A RAS sets the tone for your organisation, making it an excellent tool for the board to convey legal, and ethical, expectations for AI use. Instead of viewing the RAS as a constraint on innovation, it can be used to provide clear guidance on the legal, ethical, and reputational boundaries within which the organisation should operate when using AI. This includes defining acceptable risk levels.

I recommend focusing your efforts in the following three areas.

1. Seek a stocktake of the AI landscape from management

As AI use is still an emerging field, it is timely for the board to engage with management to understand the current use, or lack of use, of AI. If you don’t know the current state of AI use in your organisation, schedule a time for your management team to present an overview of their AI initiatives or aspirations, along with an overview of their operational data governance controls for AI. This will provide an opening to enable conversations about innovation and how to align with the board's risk appetite. 

A stocktake may find that there is little use of AI because management are unclear if the board is supportive.  

Don’t forget to consider a high-level industry comparison so you can benchmark where your organisation is in relation to your industry or sector. The stocktake and benchmark can be used by the board to open conversations to explore if you want to be leading-edge or a fast-follower with AI use.

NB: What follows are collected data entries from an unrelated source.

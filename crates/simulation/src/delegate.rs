// ---------------------------------------------------------------------------
// Delegate trait + ordered delegate list
// ---------------------------------------------------------------------------

use std::fmt;

use tracing::warn;

/// A pluggable stateful behaviour unit (one phase or subsystem of a turn).
///
/// The engine constructs delegates through a registry keyed by
/// [`DelegateType::TYPE_KEY`], calls [`Delegate::initialize`] with the
/// instance name, and only then hands it persisted state, if any.
pub trait Delegate: Send + Sync + 'static {
    fn initialize(&mut self, name: &str, display_name: &str);

    fn name(&self) -> &str;

    fn display_name(&self) -> &str;

    /// Stable textual identifier used to find this delegate's constructor
    /// when a save is loaded.
    fn type_key(&self) -> &'static str;

    /// Serialize the delegate's state.
    /// Return `None` for delegates that carry no state.
    fn save_state(&self) -> Option<Vec<u8>>;

    /// Restore previously saved state.
    fn load_state(&mut self, state: &[u8]) -> Result<(), DelegateStateError>;
}

/// A delegate type that can be constructed from nothing and registered.
pub trait DelegateType: Delegate + Default {
    /// Must be stable across versions (used for lookup on load).
    const TYPE_KEY: &'static str;
}

/// Returned by [`Delegate::load_state`] when a state blob is rejected.
#[derive(Debug, Clone, PartialEq, Eq)]
pub struct DelegateStateError(pub String);

impl fmt::Display for DelegateStateError {
    fn fmt(&self, f: &mut fmt::Formatter<'_>) -> fmt::Result {
        f.write_str(&self.0)
    }
}

impl std::error::Error for DelegateStateError {}

/// Decode a bitcode state blob, reporting failures as a `DelegateStateError`.
/// Use this in `Delegate::load_state` implementations.
pub fn decode_state<T: bitcode::DecodeOwned>(
    name: &str,
    bytes: &[u8],
) -> Result<T, DelegateStateError> {
    bitcode::decode(bytes).map_err(|e| {
        DelegateStateError(format!(
            "delegate {}: failed to decode {} bytes of state: {}",
            name,
            bytes.len(),
            e
        ))
    })
}

/// Name and display name shared by every delegate implementation.
#[derive(Debug, Clone, Default, PartialEq, Eq)]
pub struct DelegateIdentity {
    pub name: String,
    pub display_name: String,
}

impl DelegateIdentity {
    pub fn set(&mut self, name: &str, display_name: &str) {
        self.name = name.to_string();
        self.display_name = display_name.to_string();
    }
}

/// Delegates of a running game, in insertion order.
///
/// Names are unique; the order is the order delegates are persisted in.
#[derive(Default)]
pub struct DelegateList {
    delegates: Vec<Box<dyn Delegate>>,
}

impl DelegateList {
    pub fn new() -> Self {
        Self::default()
    }

    /// Append a delegate. Returns `false` (and drops the delegate) when a
    /// delegate with the same name is already present.
    pub fn add_delegate(&mut self, delegate: Box<dyn Delegate>) -> bool {
        if self.contains(delegate.name()) {
            warn!(
                "DelegateList: duplicate delegate name '{}' ignored",
                delegate.name()
            );
            return false;
        }
        self.delegates.push(delegate);
        true
    }

    pub fn contains(&self, name: &str) -> bool {
        self.delegates.iter().any(|d| d.name() == name)
    }

    pub fn get(&self, name: &str) -> Option<&dyn Delegate> {
        self.delegates
            .iter()
            .find(|d| d.name() == name)
            .map(|d| d.as_ref())
    }

    pub fn get_mut(&mut self, name: &str) -> Option<&mut (dyn Delegate + 'static)> {
        self.delegates
            .iter_mut()
            .find(|d| d.name() == name)
            .map(|d| d.as_mut())
    }

    pub fn iter(&self) -> impl Iterator<Item = &dyn Delegate> {
        self.delegates.iter().map(|d| d.as_ref())
    }

    pub fn names(&self) -> Vec<&str> {
        self.delegates.iter().map(|d| d.name()).collect()
    }

    pub fn len(&self) -> usize {
        self.delegates.len()
    }

    pub fn is_empty(&self) -> bool {
        self.delegates.is_empty()
    }
}

impl fmt::Debug for DelegateList {
    fn fmt(&self, f: &mut fmt::Formatter<'_>) -> fmt::Result {
        f.debug_list()
            .entries(self.delegates.iter().map(|d| (d.name(), d.type_key())))
            .finish()
    }
}
//! Game-session layer for the Rolling Cubes puzzle.
//!
//! Wraps the [`rollingcubes_core`] state machine with what a playthrough
//! needs on top of the tray itself: a per-session move counter, wall-clock
//! timing, and the end-of-game summary ([`GameResult`]) handed to a results
//! store.
//!
//! # Examples
//!
//! ```
//! use rollingcubes_game::GameSession;
//!
//! let mut session = GameSession::new("ada");
//! session.roll(1, 1).unwrap();
//! assert_eq!(session.steps(), 1);
//!
//! let result = session.finish();
//! assert_eq!(result.player, "ada");
//! assert_eq!(result.steps, 1);
//! ```

pub mod result;
pub mod session;

pub use self::{result::GameResult, session::GameSession};
//! Example driving a short game session from the command line.
//!
//! Prints the starting tray, the cubes that can currently roll, and the
//! state after one move. Set `RUST_LOG=trace` to watch the per-roll log
//! lines from the core.
//!
//! # Usage
//!
//! ```sh
//! cargo run --example walkthrough
//! ```

use rollingcubes_game::GameSession;

fn main() {
    env_logger::init();

    let mut session = GameSession::new("walkthrough");
    println!("starting tray:\n{}", session.tray());

    let positions = session.tray().rollable_positions();
    println!("rollable cubes:");
    for position in &positions {
        println!("  {position}");
    }

    let Some(&first) = positions.first() else {
        println!("nothing can roll");
        return;
    };
    let direction = session
        .roll(i32::from(first.row()), i32::from(first.col()))
        .expect("enumerated positions are rollable");
    println!("\nrolled {first} {direction}:\n{}", session.tray());

    let result = session.finish();
    println!("{result}");
}
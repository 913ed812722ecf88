//! End-of-game summary.

use std::{
    fmt::{self, Display},
    time::Duration,
};

use serde::{Deserialize, Serialize};

/// What remains of a session once it ends: who played, whether they solved
/// the tray, how long it took, and in how many moves.
///
/// This is the value object a results store persists; the session layer
/// produces it via [`GameSession::finish`](crate::GameSession::finish).
///
/// # Examples
///
/// ```
/// use std::time::Duration;
///
/// use rollingcubes_game::GameResult;
///
/// let result = GameResult {
///     player: "ada".into(),
///     solved: true,
///     duration: Duration::from_secs(197),
///     steps: 42,
/// };
/// assert_eq!(result.to_string(), "ada solved the game in 42 steps (00:03:17)");
/// ```
#[derive(Debug, Clone, PartialEq, Eq, Serialize, Deserialize)]
pub struct GameResult {
    /// The player's name, free text.
    pub player: String,
    /// Whether the tray was solved when the session ended.
    pub solved: bool,
    /// Wall-clock time from session start to finish.
    pub duration: Duration,
    /// Successful rolls made during the session.
    pub steps: u32,
}

impl Display for GameResult {
    fn fmt(&self, f: &mut fmt::Formatter<'_>) -> fmt::Result {
        let secs = self.duration.as_secs();
        let (hours, minutes, seconds) = (secs / 3600, secs % 3600 / 60, secs % 60);
        let outcome = if self.solved { "solved" } else { "gave up" };
        write!(
            f,
            "{} {outcome} the game in {} steps ({hours:02}:{minutes:02}:{seconds:02})",
            self.player, self.steps
        )
    }
}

Even if your stocktake shows that AI adoption is well advanced, the board should not hesitate to set the tone for acceptable AI use and give the management team confidence in moving forward with AI initiatives. 

If there is a discrepancy between the board's comfort level and the management's AI activities, it may be time to revisit the RAS. Do this openly, inviting management to the table to discuss how to maintain the organisation's social license to operate while embracing AI innovation.

2. Ensure that you RAS can cater for acceptable AI use that reflects your organisations ethical compass

Update your RAS to ensure considerations of privacy, security, data sovereignty, IP, content attribution, accuracy and climate considerations are covered, to name a few areas. 

Above all consider your customer expectations and conduct surveys or gather feedback from a representative sample of your customers to gauge their perspectives on acceptable AI use.

If you want to enhance trust, consider including your acceptable AI use statement or principles on your website. This will help align AI initiatives with consumer expectations and build trust and help maintain social licence. 

3. Regularly revisit your RAS with management to mobilise innovation and monitor ROI  

Share the updated RAS with the management team and request regular reports through a relevant committee such as the risk and audit committee, technology or people committee. This ensures that the board stays informed about AI activities without getting caught up in operational detail.

To keep the management team engaged, consider asking for positive metrics in the reporting such as service delivery efficiencies or return on investment for AI initiatives.  

Above all remember that AI technology is moving fast, so this is not a set and forget activity. Keep across emerging risks and opportunities to safely navigate your AI adoption by maintaining alignment with your RAS through regular communication with management.

---

Kate Kolich MInstD has over 25 years of leadership experience in data, digital, and innovation across private and public sectors. She has won multiple industry awards for her work and was named one of the top 100 innovators in data and analytics by Corinium Global Intelligence in 2024. Kate co-chairs Women in Data Science New Zealand and serves on the advisory board of the Victoria University of Wellington Centre for Data Science and Artificial Intelligence.